Stored data
════════

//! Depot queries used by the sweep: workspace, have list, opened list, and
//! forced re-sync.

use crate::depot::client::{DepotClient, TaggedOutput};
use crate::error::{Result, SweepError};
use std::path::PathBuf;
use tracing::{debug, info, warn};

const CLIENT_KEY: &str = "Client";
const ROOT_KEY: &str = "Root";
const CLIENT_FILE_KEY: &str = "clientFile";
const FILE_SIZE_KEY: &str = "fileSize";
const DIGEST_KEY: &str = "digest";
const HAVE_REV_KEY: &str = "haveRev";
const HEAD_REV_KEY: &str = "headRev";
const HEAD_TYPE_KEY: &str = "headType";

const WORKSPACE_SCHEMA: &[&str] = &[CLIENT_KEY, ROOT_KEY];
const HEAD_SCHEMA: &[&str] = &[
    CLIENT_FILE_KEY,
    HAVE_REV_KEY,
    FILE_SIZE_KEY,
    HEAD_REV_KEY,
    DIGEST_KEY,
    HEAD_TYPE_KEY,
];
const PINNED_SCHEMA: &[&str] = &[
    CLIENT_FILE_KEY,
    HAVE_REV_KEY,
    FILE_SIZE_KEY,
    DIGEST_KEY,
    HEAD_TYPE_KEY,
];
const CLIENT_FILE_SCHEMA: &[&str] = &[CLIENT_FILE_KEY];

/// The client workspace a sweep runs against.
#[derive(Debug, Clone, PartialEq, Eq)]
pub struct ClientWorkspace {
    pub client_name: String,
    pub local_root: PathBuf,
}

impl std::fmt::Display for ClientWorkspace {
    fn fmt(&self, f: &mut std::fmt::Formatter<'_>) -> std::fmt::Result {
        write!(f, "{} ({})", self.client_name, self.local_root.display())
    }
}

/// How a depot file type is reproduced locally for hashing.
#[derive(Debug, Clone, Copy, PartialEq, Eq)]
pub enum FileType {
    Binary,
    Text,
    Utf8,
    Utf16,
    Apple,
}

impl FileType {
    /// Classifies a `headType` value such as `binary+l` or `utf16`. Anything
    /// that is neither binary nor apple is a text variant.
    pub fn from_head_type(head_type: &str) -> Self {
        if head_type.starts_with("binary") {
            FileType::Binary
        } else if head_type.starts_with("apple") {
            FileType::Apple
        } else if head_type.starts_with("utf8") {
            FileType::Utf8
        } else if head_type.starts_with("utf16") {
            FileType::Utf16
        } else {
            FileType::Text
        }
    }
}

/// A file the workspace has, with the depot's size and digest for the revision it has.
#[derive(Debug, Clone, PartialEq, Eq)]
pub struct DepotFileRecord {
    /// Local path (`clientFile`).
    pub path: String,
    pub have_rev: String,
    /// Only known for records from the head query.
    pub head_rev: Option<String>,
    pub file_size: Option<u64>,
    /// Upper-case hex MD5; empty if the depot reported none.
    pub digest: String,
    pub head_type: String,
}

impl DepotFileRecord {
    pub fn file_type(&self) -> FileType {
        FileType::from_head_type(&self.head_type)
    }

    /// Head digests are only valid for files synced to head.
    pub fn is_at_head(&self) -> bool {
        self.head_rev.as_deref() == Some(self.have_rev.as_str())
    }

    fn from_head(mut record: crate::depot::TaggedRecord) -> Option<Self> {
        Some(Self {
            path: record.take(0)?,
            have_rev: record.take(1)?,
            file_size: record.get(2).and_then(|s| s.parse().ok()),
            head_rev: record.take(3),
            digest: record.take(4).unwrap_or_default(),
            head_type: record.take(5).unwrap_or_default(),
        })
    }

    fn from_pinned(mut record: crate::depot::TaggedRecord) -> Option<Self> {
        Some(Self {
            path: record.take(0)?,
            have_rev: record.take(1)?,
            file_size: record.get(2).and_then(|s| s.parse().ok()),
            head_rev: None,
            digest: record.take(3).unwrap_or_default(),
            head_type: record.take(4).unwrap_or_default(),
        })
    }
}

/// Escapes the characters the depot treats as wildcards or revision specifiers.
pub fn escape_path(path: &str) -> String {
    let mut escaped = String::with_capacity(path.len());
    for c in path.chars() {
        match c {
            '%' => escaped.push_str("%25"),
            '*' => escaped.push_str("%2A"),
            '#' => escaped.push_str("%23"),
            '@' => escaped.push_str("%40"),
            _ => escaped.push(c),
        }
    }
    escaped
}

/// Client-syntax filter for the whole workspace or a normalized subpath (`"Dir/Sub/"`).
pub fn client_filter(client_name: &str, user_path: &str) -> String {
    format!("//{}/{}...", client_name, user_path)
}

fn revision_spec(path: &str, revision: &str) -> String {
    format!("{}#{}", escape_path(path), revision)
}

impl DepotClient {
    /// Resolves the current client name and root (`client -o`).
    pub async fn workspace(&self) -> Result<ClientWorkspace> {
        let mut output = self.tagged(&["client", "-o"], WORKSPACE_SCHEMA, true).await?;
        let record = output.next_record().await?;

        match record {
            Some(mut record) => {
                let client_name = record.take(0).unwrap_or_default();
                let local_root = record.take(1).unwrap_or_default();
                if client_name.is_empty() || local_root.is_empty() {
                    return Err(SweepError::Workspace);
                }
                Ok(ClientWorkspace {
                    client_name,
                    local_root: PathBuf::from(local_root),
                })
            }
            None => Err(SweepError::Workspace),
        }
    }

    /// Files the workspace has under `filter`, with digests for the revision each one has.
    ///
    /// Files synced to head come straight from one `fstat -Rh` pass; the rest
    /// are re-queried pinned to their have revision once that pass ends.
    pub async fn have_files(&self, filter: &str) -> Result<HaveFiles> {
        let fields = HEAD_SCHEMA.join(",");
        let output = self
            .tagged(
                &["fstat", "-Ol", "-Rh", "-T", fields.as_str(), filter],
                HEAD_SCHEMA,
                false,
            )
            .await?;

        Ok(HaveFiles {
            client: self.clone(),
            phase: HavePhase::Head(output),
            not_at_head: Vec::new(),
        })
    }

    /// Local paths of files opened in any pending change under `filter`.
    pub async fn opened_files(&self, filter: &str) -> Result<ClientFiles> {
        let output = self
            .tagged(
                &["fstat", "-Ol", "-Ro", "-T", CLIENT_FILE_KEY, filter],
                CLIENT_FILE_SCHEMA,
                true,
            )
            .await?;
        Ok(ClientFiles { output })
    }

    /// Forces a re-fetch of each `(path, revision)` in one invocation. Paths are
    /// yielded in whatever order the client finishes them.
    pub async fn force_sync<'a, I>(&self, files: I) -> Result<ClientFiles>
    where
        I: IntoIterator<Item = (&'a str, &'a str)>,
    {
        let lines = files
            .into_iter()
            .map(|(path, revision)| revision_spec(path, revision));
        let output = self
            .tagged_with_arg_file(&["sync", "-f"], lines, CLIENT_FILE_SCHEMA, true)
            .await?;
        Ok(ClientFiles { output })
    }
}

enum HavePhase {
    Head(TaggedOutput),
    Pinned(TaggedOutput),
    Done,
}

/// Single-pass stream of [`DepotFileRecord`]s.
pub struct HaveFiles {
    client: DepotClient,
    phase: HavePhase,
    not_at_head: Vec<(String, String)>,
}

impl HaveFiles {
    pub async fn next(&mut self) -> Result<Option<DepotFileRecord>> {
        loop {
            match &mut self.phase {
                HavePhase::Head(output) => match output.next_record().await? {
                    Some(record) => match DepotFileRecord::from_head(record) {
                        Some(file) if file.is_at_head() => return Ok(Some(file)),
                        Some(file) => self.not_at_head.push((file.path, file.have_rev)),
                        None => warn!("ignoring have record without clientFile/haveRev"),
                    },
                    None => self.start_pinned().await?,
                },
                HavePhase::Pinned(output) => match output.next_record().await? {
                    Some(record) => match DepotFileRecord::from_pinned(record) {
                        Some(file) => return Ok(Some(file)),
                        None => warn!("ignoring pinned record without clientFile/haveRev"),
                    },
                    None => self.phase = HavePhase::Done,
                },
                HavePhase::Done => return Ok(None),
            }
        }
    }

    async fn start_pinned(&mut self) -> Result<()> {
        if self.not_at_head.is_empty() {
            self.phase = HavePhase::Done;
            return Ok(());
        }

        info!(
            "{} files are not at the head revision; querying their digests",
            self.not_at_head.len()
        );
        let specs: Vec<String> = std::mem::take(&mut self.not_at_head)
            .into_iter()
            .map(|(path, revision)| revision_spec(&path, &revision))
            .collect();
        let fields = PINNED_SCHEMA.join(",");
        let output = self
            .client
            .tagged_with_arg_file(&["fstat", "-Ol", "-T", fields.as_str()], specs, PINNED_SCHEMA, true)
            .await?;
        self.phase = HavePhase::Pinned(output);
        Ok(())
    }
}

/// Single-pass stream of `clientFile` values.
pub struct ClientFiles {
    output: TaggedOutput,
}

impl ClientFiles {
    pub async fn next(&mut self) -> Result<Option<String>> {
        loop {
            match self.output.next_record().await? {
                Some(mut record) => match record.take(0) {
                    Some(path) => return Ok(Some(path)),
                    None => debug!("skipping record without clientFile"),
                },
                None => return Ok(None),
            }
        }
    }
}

════════

▸ Your objective: Note each line of the entries that has "specs" in it, and copy those lines.

▸ Result of this task:
        let specs: Vec<String> = std::mem::take(&mut self.not_at_head)
            .tagged_with_arg_file(&["fstat", "-Ol", "-T", fields.as_str()], specs, PINNED_SCHEMA, true)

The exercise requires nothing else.